**PROBLEM REQUIREMENTS:** Write the entries out exactly, with the final line being the one containing "const META = 1 << 3;".

**RECORDS PROVIDED:**
━━━━━━━━━━━━━━━━━━━━━━━━━━━━━━

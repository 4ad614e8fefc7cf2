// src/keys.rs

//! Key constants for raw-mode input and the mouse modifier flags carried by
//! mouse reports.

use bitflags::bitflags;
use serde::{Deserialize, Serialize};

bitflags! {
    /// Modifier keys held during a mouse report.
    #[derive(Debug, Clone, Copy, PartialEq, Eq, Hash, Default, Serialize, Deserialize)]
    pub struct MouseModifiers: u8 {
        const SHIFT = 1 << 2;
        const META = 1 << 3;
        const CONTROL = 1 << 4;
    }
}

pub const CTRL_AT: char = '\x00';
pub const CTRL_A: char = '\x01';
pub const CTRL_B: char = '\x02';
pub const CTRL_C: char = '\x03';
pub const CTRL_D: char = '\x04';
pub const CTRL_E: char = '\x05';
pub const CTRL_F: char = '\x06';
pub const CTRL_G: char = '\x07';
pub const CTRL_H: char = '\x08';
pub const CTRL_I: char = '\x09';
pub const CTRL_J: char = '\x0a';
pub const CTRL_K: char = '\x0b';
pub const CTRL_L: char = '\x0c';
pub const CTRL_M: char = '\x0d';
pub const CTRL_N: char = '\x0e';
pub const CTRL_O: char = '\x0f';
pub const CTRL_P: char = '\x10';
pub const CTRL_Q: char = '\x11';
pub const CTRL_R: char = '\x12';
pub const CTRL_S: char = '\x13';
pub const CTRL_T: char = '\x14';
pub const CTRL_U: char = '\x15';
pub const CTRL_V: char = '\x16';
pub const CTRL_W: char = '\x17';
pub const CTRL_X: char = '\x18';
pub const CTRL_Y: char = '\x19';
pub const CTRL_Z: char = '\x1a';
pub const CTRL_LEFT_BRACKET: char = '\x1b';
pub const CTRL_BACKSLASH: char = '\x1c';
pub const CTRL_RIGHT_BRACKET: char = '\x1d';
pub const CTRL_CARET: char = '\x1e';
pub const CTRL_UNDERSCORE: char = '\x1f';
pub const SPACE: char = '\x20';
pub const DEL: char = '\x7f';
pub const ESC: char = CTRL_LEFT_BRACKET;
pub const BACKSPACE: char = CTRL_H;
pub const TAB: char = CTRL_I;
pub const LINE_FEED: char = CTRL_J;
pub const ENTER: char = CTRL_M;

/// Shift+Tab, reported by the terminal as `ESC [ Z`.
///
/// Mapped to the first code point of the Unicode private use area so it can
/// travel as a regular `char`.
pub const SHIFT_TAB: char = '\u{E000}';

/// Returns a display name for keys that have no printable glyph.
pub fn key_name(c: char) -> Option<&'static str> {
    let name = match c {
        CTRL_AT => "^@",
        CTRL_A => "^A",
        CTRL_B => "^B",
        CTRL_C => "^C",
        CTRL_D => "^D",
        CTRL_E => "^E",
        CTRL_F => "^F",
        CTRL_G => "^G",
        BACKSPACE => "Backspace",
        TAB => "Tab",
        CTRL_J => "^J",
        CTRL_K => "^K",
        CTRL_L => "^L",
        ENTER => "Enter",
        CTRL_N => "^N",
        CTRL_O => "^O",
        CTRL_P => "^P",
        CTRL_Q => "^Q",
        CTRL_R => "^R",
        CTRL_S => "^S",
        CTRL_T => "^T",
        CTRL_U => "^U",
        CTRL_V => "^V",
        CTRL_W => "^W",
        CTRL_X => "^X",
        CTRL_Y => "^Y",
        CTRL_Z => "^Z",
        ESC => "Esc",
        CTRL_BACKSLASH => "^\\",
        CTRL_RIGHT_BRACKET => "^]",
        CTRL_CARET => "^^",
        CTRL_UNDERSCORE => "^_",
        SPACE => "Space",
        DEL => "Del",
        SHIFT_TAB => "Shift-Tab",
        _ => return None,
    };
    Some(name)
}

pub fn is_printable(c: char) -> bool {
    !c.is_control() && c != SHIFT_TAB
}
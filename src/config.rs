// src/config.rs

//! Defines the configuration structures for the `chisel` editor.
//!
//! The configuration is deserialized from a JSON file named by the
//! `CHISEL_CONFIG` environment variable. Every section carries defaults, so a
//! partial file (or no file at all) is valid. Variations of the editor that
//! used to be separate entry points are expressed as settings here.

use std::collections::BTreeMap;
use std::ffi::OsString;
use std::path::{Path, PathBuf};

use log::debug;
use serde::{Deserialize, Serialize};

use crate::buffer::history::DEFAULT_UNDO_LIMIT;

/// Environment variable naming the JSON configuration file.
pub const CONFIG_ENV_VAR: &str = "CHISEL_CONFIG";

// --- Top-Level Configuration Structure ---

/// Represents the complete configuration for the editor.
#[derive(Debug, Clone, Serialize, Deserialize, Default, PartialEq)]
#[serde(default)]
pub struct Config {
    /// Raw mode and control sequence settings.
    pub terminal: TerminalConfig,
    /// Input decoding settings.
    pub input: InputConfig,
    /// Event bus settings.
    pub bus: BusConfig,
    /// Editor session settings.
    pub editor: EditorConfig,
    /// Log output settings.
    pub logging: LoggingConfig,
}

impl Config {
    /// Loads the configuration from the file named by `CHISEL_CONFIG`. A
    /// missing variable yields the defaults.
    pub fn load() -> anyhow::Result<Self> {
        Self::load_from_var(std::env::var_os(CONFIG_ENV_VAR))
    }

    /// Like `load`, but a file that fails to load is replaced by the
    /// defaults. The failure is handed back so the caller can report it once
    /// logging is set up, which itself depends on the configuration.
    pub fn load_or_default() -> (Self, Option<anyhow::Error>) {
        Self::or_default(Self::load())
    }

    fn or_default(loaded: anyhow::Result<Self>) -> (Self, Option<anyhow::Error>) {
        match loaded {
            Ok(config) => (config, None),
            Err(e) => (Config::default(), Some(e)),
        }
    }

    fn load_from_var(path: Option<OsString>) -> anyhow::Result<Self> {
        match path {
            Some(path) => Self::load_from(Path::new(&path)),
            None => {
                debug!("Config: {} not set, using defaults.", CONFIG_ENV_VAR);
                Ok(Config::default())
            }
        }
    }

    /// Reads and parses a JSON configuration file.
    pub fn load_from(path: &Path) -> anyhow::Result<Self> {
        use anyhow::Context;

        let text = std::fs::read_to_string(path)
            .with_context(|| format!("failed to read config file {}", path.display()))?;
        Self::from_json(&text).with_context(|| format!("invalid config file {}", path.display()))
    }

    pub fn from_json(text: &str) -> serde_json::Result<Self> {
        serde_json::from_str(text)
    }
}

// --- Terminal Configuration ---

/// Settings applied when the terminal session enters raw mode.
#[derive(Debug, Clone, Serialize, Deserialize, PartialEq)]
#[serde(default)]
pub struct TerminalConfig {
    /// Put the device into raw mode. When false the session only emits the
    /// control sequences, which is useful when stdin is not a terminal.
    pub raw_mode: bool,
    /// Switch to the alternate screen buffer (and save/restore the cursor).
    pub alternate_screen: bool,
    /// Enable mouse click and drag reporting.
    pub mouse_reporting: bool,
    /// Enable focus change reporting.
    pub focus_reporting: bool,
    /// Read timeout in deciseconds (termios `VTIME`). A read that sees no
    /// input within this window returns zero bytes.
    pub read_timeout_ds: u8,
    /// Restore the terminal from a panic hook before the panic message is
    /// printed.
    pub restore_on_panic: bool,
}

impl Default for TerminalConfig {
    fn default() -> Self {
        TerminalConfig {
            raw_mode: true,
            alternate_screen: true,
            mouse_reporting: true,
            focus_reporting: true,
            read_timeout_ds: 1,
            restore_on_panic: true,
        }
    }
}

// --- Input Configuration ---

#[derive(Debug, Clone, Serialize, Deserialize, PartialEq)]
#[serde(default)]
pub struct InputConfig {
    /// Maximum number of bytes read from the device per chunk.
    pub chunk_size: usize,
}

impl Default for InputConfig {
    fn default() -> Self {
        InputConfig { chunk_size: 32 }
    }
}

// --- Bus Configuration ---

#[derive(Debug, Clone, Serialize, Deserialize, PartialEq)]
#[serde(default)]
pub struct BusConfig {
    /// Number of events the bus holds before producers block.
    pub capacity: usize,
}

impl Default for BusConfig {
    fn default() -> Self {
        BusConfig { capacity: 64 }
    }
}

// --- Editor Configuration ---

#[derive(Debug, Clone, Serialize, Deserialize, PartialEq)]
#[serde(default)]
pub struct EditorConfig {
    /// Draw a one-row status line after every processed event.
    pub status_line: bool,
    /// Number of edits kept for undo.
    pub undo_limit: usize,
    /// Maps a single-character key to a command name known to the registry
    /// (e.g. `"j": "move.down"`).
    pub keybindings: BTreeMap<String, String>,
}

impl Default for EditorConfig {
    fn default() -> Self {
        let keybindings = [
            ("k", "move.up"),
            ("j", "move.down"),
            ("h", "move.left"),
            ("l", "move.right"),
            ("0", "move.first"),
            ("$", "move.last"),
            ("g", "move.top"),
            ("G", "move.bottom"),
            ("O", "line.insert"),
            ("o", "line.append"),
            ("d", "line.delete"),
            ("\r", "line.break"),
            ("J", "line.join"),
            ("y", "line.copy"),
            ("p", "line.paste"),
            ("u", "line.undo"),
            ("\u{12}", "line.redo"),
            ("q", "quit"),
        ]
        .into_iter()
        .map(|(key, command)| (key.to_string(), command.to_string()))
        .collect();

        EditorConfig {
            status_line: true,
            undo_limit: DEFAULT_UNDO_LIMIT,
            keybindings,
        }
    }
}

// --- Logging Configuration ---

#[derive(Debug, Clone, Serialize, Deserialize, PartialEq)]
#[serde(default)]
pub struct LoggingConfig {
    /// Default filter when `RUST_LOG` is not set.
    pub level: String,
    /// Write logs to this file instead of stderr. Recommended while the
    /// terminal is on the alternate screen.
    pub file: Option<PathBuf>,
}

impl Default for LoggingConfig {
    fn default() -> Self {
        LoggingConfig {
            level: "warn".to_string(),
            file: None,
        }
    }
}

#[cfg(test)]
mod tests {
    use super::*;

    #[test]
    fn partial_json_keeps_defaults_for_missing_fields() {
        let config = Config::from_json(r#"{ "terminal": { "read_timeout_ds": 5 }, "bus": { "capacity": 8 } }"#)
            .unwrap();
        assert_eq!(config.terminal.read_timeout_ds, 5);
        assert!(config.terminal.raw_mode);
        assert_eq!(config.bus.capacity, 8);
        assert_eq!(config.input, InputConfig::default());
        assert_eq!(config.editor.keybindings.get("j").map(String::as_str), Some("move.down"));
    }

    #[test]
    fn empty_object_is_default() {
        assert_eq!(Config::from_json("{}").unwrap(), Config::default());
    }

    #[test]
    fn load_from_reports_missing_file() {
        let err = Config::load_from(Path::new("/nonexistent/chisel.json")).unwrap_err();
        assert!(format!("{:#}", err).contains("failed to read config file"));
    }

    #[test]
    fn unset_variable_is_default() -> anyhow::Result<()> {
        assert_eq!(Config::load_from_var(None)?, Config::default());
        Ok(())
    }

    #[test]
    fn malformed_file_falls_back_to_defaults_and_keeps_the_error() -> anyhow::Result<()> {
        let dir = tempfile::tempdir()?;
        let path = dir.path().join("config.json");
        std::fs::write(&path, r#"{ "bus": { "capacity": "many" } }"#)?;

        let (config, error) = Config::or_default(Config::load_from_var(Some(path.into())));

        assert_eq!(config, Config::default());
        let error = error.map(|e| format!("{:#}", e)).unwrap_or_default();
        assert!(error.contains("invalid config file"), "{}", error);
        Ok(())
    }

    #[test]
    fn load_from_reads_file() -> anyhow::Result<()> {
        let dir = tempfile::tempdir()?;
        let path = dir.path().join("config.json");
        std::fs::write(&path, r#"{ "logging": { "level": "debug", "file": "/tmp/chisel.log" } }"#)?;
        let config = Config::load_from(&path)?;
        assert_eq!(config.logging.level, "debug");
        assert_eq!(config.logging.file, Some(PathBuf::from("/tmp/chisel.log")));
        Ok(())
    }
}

━━━━━━━━━━━━━━━━━━━━━━━━━━━━━━

**RESPONSE BELOW:**
repository 4ad614e8fefc7cf2
// src/keys.rs

//! Key constants for raw-mode input and the mouse modifier flags carried by
//! mouse reports.

use bitflags::bitflags;
use serde::{Deserialize, Serialize};

bitflags! {
    /// Modifier keys held during a mouse report.
    #[derive(Debug, Clone, Copy, PartialEq, Eq, Hash, Default, Serialize, Deserialize)]
    pub struct MouseModifiers: u8 {
        const SHIFT = 1 << 2;
        const META = 1 << 3;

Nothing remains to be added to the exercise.